This is one in a series of profiles marking the 60th anniversary of the ACLU of Kentucky’s founding. Each week through December 2015 we will highlight the story of one member, client, case, board or staff member that has been an integral part of our organization’s rich history.
David Howe & Louanne Walker
“I believe that attempts by governmental agencies, at any level, to endorse religious beliefs are an affront to those who do not necessarily share those particular beliefs. I have no quarrel with the Ten Commandments, but they don’t belong in my courthouse.” -- David Howe
In 2005, the U.S. Supreme Court issued a historic ruling in a Kentucky Ten Commandments case that affirmed religious liberty principles in the strongest of terms. The case started in 1999 when Pulaski and McCreary county officials posted framed copies of the Ten Commandments in their respective courthouses. The ACLU of Kentucky, on behalf of residents in those counties, filed suit alleging the displays violated the Establishment Clause. After the suit was filed, the counties supplemented their displays with additional documents that “were largely religious in nature,” in an attempt to avoid First Amendment liability. Then, after the ACLU-KY obtained a preliminary injunction barring the counties from posting either of these displays, the counties then erected their third displays-the Foundations of American Law and Government displays.

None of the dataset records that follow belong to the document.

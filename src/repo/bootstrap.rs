//! Forge Bootstrap (§4.8): reconciles the configured owner's forge repo
//! list against the local root, cloning whatever is missing.

use crate::errors::AppError;
use crate::forge::{is_github_rate_limit_error, ForgeClient};
use crate::process::ProcessRunner;
use crate::repo::inspector::discover;
use devsync_common::config::Protocol;
use std::path::PathBuf;
use tokio_util::sync::CancellationToken;

#[derive(Debug, Default)]
pub struct BootstrapOutcome {
    pub ready_paths: Vec<PathBuf>,
    pub planned_only: usize,
}

const REPO_LIST_LIMIT: usize = 1000;

/// Reconcile `owner`'s forge repos against `root`. Returns an empty
/// outcome (not an error) if `owner` is blank or the forge degrades with a
/// rate-limit error.
pub async fn bootstrap(
    ctx: &CancellationToken,
    process: &dyn ProcessRunner,
    forge: &ForgeClient,
    root: &str,
    owner: &str,
    protocol: Protocol,
    dry_run: bool,
) -> Result<BootstrapOutcome, AppError> {
    if owner.trim().is_empty() {
        return Ok(BootstrapOutcome::default());
    }

    let repos = match forge.list_repos(ctx, owner).await {
        Ok(repos) => repos,
        Err(e) if is_github_rate_limit_error(&e) => {
            tracing::warn!(owner, "forge rate-limited; degrading bootstrap to empty ready set");
            return Ok(BootstrapOutcome::default());
        }
        Err(e) => return Err(e),
    };

    if repos.len() >= REPO_LIST_LIMIT {
        tracing::warn!(owner, limit = REPO_LIST_LIMIT, "forge repo listing hit its page limit");
    }

    let root_path = crate::repo::inspector::expand_tilde(root);
    let mut ready_paths = Vec::new();
    let mut planned_only = 0usize;

    for repo in repos.into_iter().filter(|r| !r.is_archived) {
        let target = root_path.join(&repo.name);

        if target.is_dir() {
            let has_git = discover(target.to_str().unwrap_or_default())
                .map(|paths| paths.contains(&target))
                .unwrap_or(false);
            if has_git {
                ready_paths.push(target);
                continue;
            }
            return Err(AppError::Other(anyhow::anyhow!(
                "{} exists and is not a Git repository; refusing to clone over it",
                target.display()
            )));
        }

        let url = match protocol {
            Protocol::Ssh => {
                if !repo.ssh_url.is_empty() {
                    repo.ssh_url.clone()
                } else {
                    repo.https_url.clone()
                }
            }
            Protocol::Https => {
                if !repo.https_url.is_empty() {
                    repo.https_url.clone()
                } else {
                    repo.ssh_url.clone()
                }
            }
        };

        if dry_run {
            planned_only += 1;
            tracing::info!(repo = %repo.name, url = %url, "would clone repository");
            continue;
        }

        process
            .run_checked(
                ctx,
                None,
                "git",
                &[
                    "clone".to_string(),
                    url,
                    target.display().to_string(),
                ],
            )
            .await?;
        ready_paths.push(target);
    }

    ready_paths.sort();
    ready_paths.dedup();

    Ok(BootstrapOutcome {
        ready_paths,
        planned_only,
    })
}

/// Merge Bootstrap's ready paths with Inspector's discovered paths
/// (union, sorted, deduplicated).
pub fn merge_with_discovered(mut ready: Vec<PathBuf>, mut discovered: Vec<PathBuf>) -> Vec<PathBuf> {
    ready.append(&mut discovered);
    ready.sort();
    ready.dedup();
    ready
}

Those displays consisted of “historical documents,” including American (and earlier Colonial and British) political and patriotic documents, and the Ten Commandments. U.S District Judge Jennifer B. Coffman again granted a preliminary injunction barring these displays because their history showed the counties’ purpose in erecting them was predominantly religious in nature. The counties appealed the injunction barring the third displays, but both the 6th U.S. Circuit Court of Appeals and the U.S. Supreme Court upheld Judge Coffman’s preliminary injunction.
In doing so, the Supreme Court found the displays violated the Constitution, using some of the most powerful language in years on the question of the government’s role in religion and society. Justice Sandra Day O’Connor’s concurrence with the 5-4 majority said, in part, “Those who would renegotiate the boundaries between church and state must therefore answer a difficult question: Why would we trade a system that has served us so well for one that has served others so poorly?” She went on to write, “When the government associates one set of religious beliefs with the state and identifies non-adherents as outsiders, it encroaches upon the individual’s decision about whether and how to worship.”
Courageous clients like David Howe and Louanne Walker from McCreary County bravely stepped forward to stand against something they knew to be wrong. Their actions took their case to the highest court in the land, where justices once again affirmed for the entire nation that the government cannot be used as a tool to promote one faith over another.